On the higher order affine isoperimetric and affine Sobolev inequalities
数学专题报告
报告题目(Title):On the higher order affine isoperimetric and affine Sobolev inequalities
报告人(Speaker):Deping Ye (Memorial University of Newfoundland, Canada)
地点(Place):后主楼1220
时间(Time):2024年6月24日,15:30-16:30
邀请人(Inviter):杨大春、袁文
报告摘要
The (affine) isoperimetric inequalities aim to find the maximum and/or minimum of (affine) functionals defined on convex bodies. Important examples include the classical isoperimetric inequality and the stronger affine isoperimetric inequality for Petty projection body. These inequalities have found their functional counterparts, namely the Sobolev and the affine Sobolev inequalities. They play fundamental roles in many areas, such as analysis, geometry, PDEs, etc.
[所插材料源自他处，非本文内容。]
use std::time::Duration;

use chrono::{DateTime, Utc};

use crate::geocode::Geocoder;
use crate::pipeline::session::{SessionInit, TrackingSession};
use crate::state::ProgressStore;
use crate::types::geo::Coordinate;
use crate::types::order::{OrderRecord, Waypoint, DEFAULT_DESTINATION, DEFAULT_ORIGIN};

/// Turns an order into a ready-to-run session: normalizes it, geocodes both
/// ends (concurrently) and picks up any persisted progress.
pub async fn build_session(
    order: OrderRecord,
    geocoder: &Geocoder,
    store: &ProgressStore,
    tick: Duration,
    now: DateTime<Utc>,
) -> TrackingSession {
    let (normalized, defects) = order.normalize(now);
    let mut warnings: Vec<String> = defects.iter().map(ToString::to_string).collect();
    for defect in &defects {
        tracing::warn!("Order {}: {}", normalized.id, defect);
    }

    let (origin, destination) = tokio::join!(
        resolve_waypoint(geocoder, normalized.origin.as_ref(), DEFAULT_ORIGIN),
        resolve_waypoint(geocoder, normalized.destination.as_ref(), DEFAULT_DESTINATION),
    );
    let (origin, origin_warning) = origin;
    let (destination, destination_warning) = destination;
    warnings.extend(origin_warning);
    warnings.extend(destination_warning);

    let resumed_progress = store.load(&normalized.id);
    if let Some(progress) = resumed_progress {
        tracing::info!("Resuming order {} at {:.1}%", normalized.id, progress * 100.0);
    }

    TrackingSession::new(
        SessionInit {
            order,
            normalized,
            origin,
            destination,
            warnings,
            resumed_progress,
        },
        tick,
        now,
    )
}

async fn resolve_waypoint(
    geocoder: &Geocoder,
    waypoint: Option<&Waypoint>,
    fallback: Coordinate,
) -> (Option<Coordinate>, Option<String>) {
    match waypoint {
        Some(Waypoint::Coordinates(coords)) => (Some(*coords), None),
        Some(Waypoint::Address(address)) => {
            let result = geocoder.resolve(address, Some(fallback)).await;
            let warning = (!result.is_success()).then(|| format!("{}: {}", address, result.error));
            (Some(result.coords.unwrap_or(fallback)), warning)
        }
        None => (None, None),
    }
}

#[cfg(test)]
mod tests {
    use super::*;
    use crate::geocode::test_support::StubProvider;
    use crate::geocode::{GeocodeCache, GeocodeOptions};
    use crate::pipeline::progress::DEFAULT_ROUTE_KM;
    use std::sync::Arc;

    fn geocoder(provider: Arc<StubProvider>) -> Geocoder {
        Geocoder::new(provider, Arc::new(GeocodeCache::new(8)), GeocodeOptions::default())
    }

    fn order(json: serde_json::Value) -> OrderRecord {
        serde_json::from_value(json).expect("order json")
    }

    #[tokio::test]
    async fn geocodes_addresses_and_keeps_coordinates() {
        let geocoded = Coordinate::new(10.7790, 106.6990);
        let provider = Arc::new(StubProvider::answering(Ok(Some(geocoded))));
        let session = build_session(
            order(serde_json::json!({
                "id": "o-1",
                "createdAt": Utc::now().to_rfc3339(),
                "estimatedDeliveryMinutes": 15,
                "address": "12 Ly Tu Trong",
                "restaurantAddress": { "latitude": 10.7765, "longitude": 106.7004 }
            })),
            &geocoder(provider.clone()),
            &ProgressStore::new(),
            Duration::from_secs(1),
            Utc::now(),
        )
        .await;

        assert_eq!(session.order_id, "o-1");
        assert_eq!(session.origin, Coordinate::new(10.7765, 106.7004));
        assert_eq!(session.destination, geocoded);
        assert!(session.warnings.is_empty(), "{:?}", session.warnings);
        assert_eq!(provider.call_count(), 1);
    }

    #[tokio::test]
    async fn failed_geocode_falls_back_with_warning() {
        let provider = Arc::new(StubProvider::answering(Ok(None)));
        let session = build_session(
            order(serde_json::json!({
                "id": 7,
                "createdAt": Utc::now().to_rfc3339(),
                "estimatedDeliveryMinutes": 15,
                "address": "nowhere at all",
                "restaurantAddress": "also nowhere"
            })),
            &geocoder(provider),
            &ProgressStore::new(),
            Duration::from_secs(1),
            Utc::now(),
        )
        .await;

        assert_eq!(session.origin, DEFAULT_ORIGIN);
        assert_eq!(session.destination, DEFAULT_DESTINATION);
        assert_eq!(session.warnings.len(), 2);
        assert!(session.warnings.iter().all(|w| w.contains("nearest known location")));
    }

    #[tokio::test]
    async fn malformed_order_still_builds_a_session() {
        let provider = Arc::new(StubProvider::answering(Ok(None)));
        let session = build_session(
            OrderRecord::default(),
            &geocoder(provider.clone()),
            &ProgressStore::new(),
            Duration::from_secs(1),
            Utc::now(),
        )
        .await;

        assert_eq!(provider.call_count(), 0);
        assert_eq!(session.route_km, DEFAULT_ROUTE_KM);
        assert!(session.progress > 0.0);
        assert!(!session.warnings.is_empty());
    }

    #[tokio::test]
    async fn persisted_progress_resumes_session() {
        let store = ProgressStore::new();
        store.save("o-9", 0.7);
        let session = build_session(
            order(serde_json::json!({ "id": "o-9", "estimatedDeliveryMinutes": 20 })),
            &geocoder(Arc::new(StubProvider::answering(Ok(None)))),
            &store,
            Duration::from_secs(1),
            Utc::now(),
        )
        .await;
        assert_eq!(session.clock.value(), 0.7);
    }
}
In this talk, I will discuss the higher order affine isoperimetric and Sobolev inequalities. In particular, I will talk about the higher order Petty projection bodies and centroid bodies, present a variant of Steiner symmetrization being used to prove the higher order affine isoperimetric inequalities. I will also explain the functional setting, with concentration on the higher order affine Sobolev inequality for BV functions.
主讲人简介
Professor Deping Ye,2000年本科毕业于山东大学,2000-2003年于浙江大学读研, 2009年博士毕业于美国Case Western Reserve University,现为加拿大Memorial University终身教授,并主持加拿大国家自然科学基金(NSERC) 项目。现任加拿大数学会旗舰杂志Canadian Journal of Mathematics 和 Canadian Mathematical Bulletin的副主编(Associate Editor), 并于2017年获得JMAA Ames奖。 长期从事凸几何分析,几何和泛函不等式, 随机矩阵,量子信息理论, 和统计学等领域的研究。 已在 Comm. Pure Appl. Math.,Adv. Math., J. Funct. Anal., Math. Ann., CVPDE等国际著名杂志(数学类, 数学物理类,和统计类) 上发表论文40篇。